None of the following is intended as legal or other professional advice. It is a no-nonsense, logical approach to understanding and respecting copyright.
There are two main ways of infringing upon someone else’s copyright in the world of blogging and the internet:
1. Either you are making an actual copy of their image, uploading it to your own site and either passing it off as your own, giving no credit where credit is due, or (and most people don’t see this as infringing on copyright, but it really does) making the copy and giving credit, but the owner of the image does not actually want it to be available anywhere else on the web. Basically, they want their own site to maintain exclusive publishing rights to the material.
Most countries have a little lee-way when it comes to copyright protection and apply a 10% rule. If this was not the case, no person would be able to quote another person without gaining their explicit permission, which is just ridiculous. So, for the most part, I can quote 10% of someone else’s post, provided I attributed them as the source of the information, without getting into hot water.
Images are a bit different though. You can’t use 10% of an image… And don’t try to crop out 10%, or change it so that only 10% remains! Some owners of copyright for images do not allow for modifications (while some others do).
That having been said, most courts and jurisdictions normally require someone to prove actual “damage” in order to be compensated. If you used the image without consent, but did not actually make any money from it, that would still violate legal principles, but the copyright owner may not be able to get any real value of compensation from you, unless the copyright owner normally sells the content and you now give it away for free (for example, pirating movies via torrent sites would likely cost you a lot if the movie-makers instituted civil action against you).
When embedding a YouTube video into WordPress, WordPress does not actually add a copy of that video into your image gallery. The url still remains the same and whether someone views it from your blog, or the YouTube website, it is still viewed from the same (YouTube) URL and, in effect, you copied nothing. If the video is removed from YouTube, it will also be inaccessible from your blog.
Presumably, the individual who uploaded the video to YouTube had the right to do so. They need an account with YouTube and YouTube’s terms and conditions require that the person doing the uploading must give them non-exclusive publishing rights to the material. So the owner can still distribute it through other channels, but YouTube is allowed to be one of the distributors.
Because it is still viewed via YouTube even on your WordPress blog, it is still distributed by YouTube.
So, provided that you do not contravene the second no-no of copyright below, you should be okay!
2. The other (main) way of stepping on someone else’s toes, is to try to make money from something that they distribute for free. Simply because they are giving it away for free, does not give you the right to sell their (intellectual) property or to make money from its use. If you do so, the copyright owner is entitled to sue you for damages.
Some sites, like Flickr, have been formed where some of the contributors (not all, so make sure to filter for “commercial use allowed”!) are willing to give away their images for free, even if you use it to make money – provided you give them the necessary credit, without implying that they are endorsing you. Also, be sure to thank them politely, it is just good manners! Photographers and designers often allow the free use of some of their images to get exposure for their work, as opposed to paying for advertising on other sites, so people will be willing to purchase some of their other images.
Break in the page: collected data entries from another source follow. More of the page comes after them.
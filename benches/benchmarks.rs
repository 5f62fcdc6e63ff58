use criterion::{criterion_group, criterion_main, BenchmarkId, Criterion};
use std::hint::black_box;
use std::sync::Arc;

use storewrap::{qualify, wrap_getters, wrap_mutations, GetterFn, HandlerMap, MutationFn, Store};

#[derive(Clone)]
struct State {
    counter: usize,
    name: String,
}

fn counter_store() -> (
    Store<State, usize, usize>,
    HandlerMap<MutationFn<State, usize>>,
    HandlerMap<GetterFn<State, usize>>,
) {
    let store = Store::new(State {
        counter: 0,
        name: "bench".to_string(),
    });
    let set: MutationFn<State, usize> = Arc::new(|state, value| {
        state.counter = value.copied().unwrap_or_default();
    });
    let counter: GetterFn<State, usize> = Arc::new(|state| state.counter + state.name.len());

    let mutations = HandlerMap::new().with("set", set);
    let getters = HandlerMap::new().with("counter", counter);
    store.register_mutations("bench", &mutations).unwrap();
    store.register_getters("bench", &getters).unwrap();
    (store, mutations, getters)
}

fn qualify_benchmark(c: &mut Criterion) {
    c.bench_function("qualify", |b| {
        b.iter(|| qualify(black_box("addItem"), black_box("shop/cart")));
    });
}

fn wrap_benchmark(c: &mut Criterion) {
    let mut group = c.benchmark_group("wrap_mutations");

    for handler_count in [1, 10, 100].iter() {
        let store: Store<State, usize, usize> = Store::new(State {
            counter: 0,
            name: String::new(),
        });
        let handlers: HandlerMap<()> = (0..*handler_count)
            .map(|i| (format!("m{i}"), ()))
            .collect();

        group.bench_with_input(
            BenchmarkId::from_parameter(handler_count),
            handler_count,
            |b, _| {
                b.iter(|| wrap_mutations(black_box("bench"), &store, &handlers));
            },
        );
    }
    group.finish();
}

fn accessor_call_benchmark(c: &mut Criterion) {
    let (store, mutations, _) = counter_store();
    let committer = wrap_mutations("bench", &store, &mutations).unwrap();
    let set = &committer["set"];

    c.bench_function("accessor_call", |b| {
        let mut i = 0;
        b.iter(|| {
            set.commit(black_box(i)).unwrap();
            i += 1;
        });
    });
}

fn getter_read_benchmark(c: &mut Criterion) {
    let (store, _, getters) = counter_store();
    let wrapped = wrap_getters(&store, &getters, "bench").unwrap();

    c.bench_function("getter_read", |b| {
        b.iter(|| {
            black_box(wrapped.value("counter"));
        });
    });
}

fn listener_fanout_benchmark(c: &mut Criterion) {
    let mut group = c.benchmark_group("listener_fanout");

    for listener_count in [1, 10, 100].iter() {
        let (store, mutations, _) = counter_store();
        let committer = wrap_mutations("bench", &store, &mutations).unwrap();

        let _disposers: Vec<_> = (0..*listener_count)
            .map(|_| {
                committer["set"].listen(|_| {
                    // Empty listener
                })
            })
            .collect();

        group.bench_with_input(
            BenchmarkId::from_parameter(listener_count),
            listener_count,
            |b, _| {
                let mut i = 0;
                b.iter(|| {
                    committer["set"].commit(black_box(i)).unwrap();
                    i += 1;
                });
            },
        );
    }
    group.finish();
}

criterion_group!(
    benches,
    qualify_benchmark,
    wrap_benchmark,
    accessor_call_benchmark,
    getter_read_benchmark,
    listener_fanout_benchmark,
);
criterion_main!(benches);
//! Rendering helpers (markdown) for human-readable plan artifacts.

use qinvest_types::artefact::Artefact;
use qinvest_types::artifact::PlanArtifact;

/// Renders `plan.md`. `source_extension` is used to show the file behind each artefact.
pub fn render_plan_md(artifact: &PlanArtifact, source_extension: &str) -> String {
    let plan = &artifact.plan;
    let mut out = String::new();

    out.push_str("# qinvest plan\n\n");
    if let Some(project) = &artifact.input.project {
        out.push_str(&format!("- Project: {}\n", project));
    }
    out.push_str(&format!("- Scope: {}\n", scope_label(&artifact.request.base_package)));
    out.push_str(&format!(
        "- Budget: {} min\n",
        artifact.request.budget_minutes
    ));
    out.push_str(&format!(
        "- Investment: {} min\n",
        plan.total_investment_minutes()
    ));
    out.push_str(&format!("- Profit: {} min\n", plan.total_profit_minutes()));
    out.push_str(&format!("- ROI: {}%\n", plan.roi()));
    out.push_str(&format!(
        "- Violations analysed: {}\n\n",
        artifact.input.violations_total
    ));

    out.push_str("## Entries\n\n");
    if plan.entries().is_empty() {
        out.push_str("_No entries planned._\n");
        return out;
    }

    out.push_str("| # | Artefact | File | Cost (min) | Profit (min) | ROI |\n");
    out.push_str("|---|----------|------|-----------:|-------------:|----:|\n");
    for (i, entry) in plan.entries().iter().enumerate() {
        let name = entry.artefact_long_name();
        let file = Artefact::new(name, "").filename(source_extension);
        let marker = if entry.is_partial() { " (partial)" } else { "" };
        out.push_str(&format!(
            "| {} | `{}`{} | `{}` | {} | {:.1} | {:.2} |\n",
            i + 1,
            name,
            marker,
            file,
            entry.remediation_cost_minutes(),
            entry.profit_minutes(),
            entry.roi()
        ));
    }

    if plan.entries().last().is_some_and(|e| e.is_partial()) {
        out.push_str(
            "\nThe last entry is partial: the budget ran out before it could be fixed completely.\n",
        );
    }

    out
}

fn scope_label(base_package: &str) -> String {
    if base_package.is_empty() {
        "whole project".to_string()
    } else {
        format!("`{}`", base_package)
    }
}
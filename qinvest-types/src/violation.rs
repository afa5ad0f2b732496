use crate::artefact::Artefact;
use serde::{Deserialize, Serialize};
use std::fmt;

/// Comparison a metric value must satisfy for a requirement to hold.
#[derive(Debug, Clone, Copy, PartialEq, Eq, Hash, Serialize, Deserialize)]
pub enum CriteriaOperator {
    #[serde(rename = "<")]
    Less,
    #[serde(rename = "<=")]
    LessOrEqual,
    #[serde(rename = ">")]
    Greater,
    #[serde(rename = ">=")]
    GreaterOrEqual,
    #[serde(rename = "=")]
    Equal,
    #[serde(rename = "!=")]
    NotEqual,
}

impl CriteriaOperator {
    pub fn symbol(self) -> &'static str {
        match self {
            CriteriaOperator::Less => "<",
            CriteriaOperator::LessOrEqual => "<=",
            CriteriaOperator::Greater => ">",
            CriteriaOperator::GreaterOrEqual => ">=",
            CriteriaOperator::Equal => "=",
            CriteriaOperator::NotEqual => "!=",
        }
    }
}

/// A threshold on one metric, e.g. `cc < 5`.
#[derive(Debug, Clone, PartialEq, Serialize, Deserialize)]
pub struct QualityCriteria {
    pub metric_identifier: String,
    pub operator: CriteriaOperator,
    pub threshold: f64,
}

impl fmt::Display for QualityCriteria {
    fn fmt(&self, f: &mut fmt::Formatter<'_>) -> fmt::Result {
        write!(
            f,
            "{} {} {}",
            self.metric_identifier,
            self.operator.symbol(),
            self.threshold
        )
    }
}

/// The rule a violation breaches.
#[derive(Debug, Clone, PartialEq, Serialize, Deserialize)]
pub struct QualityRequirement {
    #[serde(default, skip_serializing_if = "Option::is_none")]
    pub id: Option<u64>,

    #[serde(default, skip_serializing_if = "Option::is_none")]
    pub name: Option<String>,

    pub criteria: QualityCriteria,
}

/// One detected breach of a requirement against one artefact.
///
/// Produced upstream by the analysis run; everything here is consumed read-only.
#[derive(Debug, Clone, PartialEq, Serialize, Deserialize)]
pub struct QualityViolation {
    pub artefact: Artefact,

    pub requirement: QualityRequirement,

    /// Estimated minutes needed to fix this violation.
    pub remediation_cost_minutes: u64,

    /// Estimated minutes lost per change while the violation stays unfixed.
    #[serde(default)]
    pub non_remediation_cost_minutes: u64,

    #[serde(default)]
    pub weighting_metric_value: f64,

    /// Metric key the costs were weighted by, e.g. `ncloc`.
    #[serde(default)]
    pub weighting_metric: String,

    /// Profit estimate attached by the upstream estimator, if it ran.
    #[serde(default, skip_serializing_if = "Option::is_none")]
    pub estimated_profit_minutes: Option<f64>,
}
Other sites sell you the right to use images and media, either for a once-off payment, or using some form of royalty system.
So, the main thing when using media without paying for it is that the donor for the image must be a consenting donor.
This consent can come from a notice, displaying a “Creative Commons” license (make sure to read the conditions).
But actually, the best way is just to ASK 🙂 In general, bloggers and artists are friendly people. They don’t like thieves, but they will usually let you borrow with permission!
The following is some really great advice by Christina for photographers, wishing to mitigate the possible financial damage of others using their work without their permission:
Basically, by reducing the resolution of the images, although they still display fine on the web, people cannot reproduce them in print with good quality. Prints are normally a more profitable market. So, your image will probably not be displayed on a bill-board without your knowledge!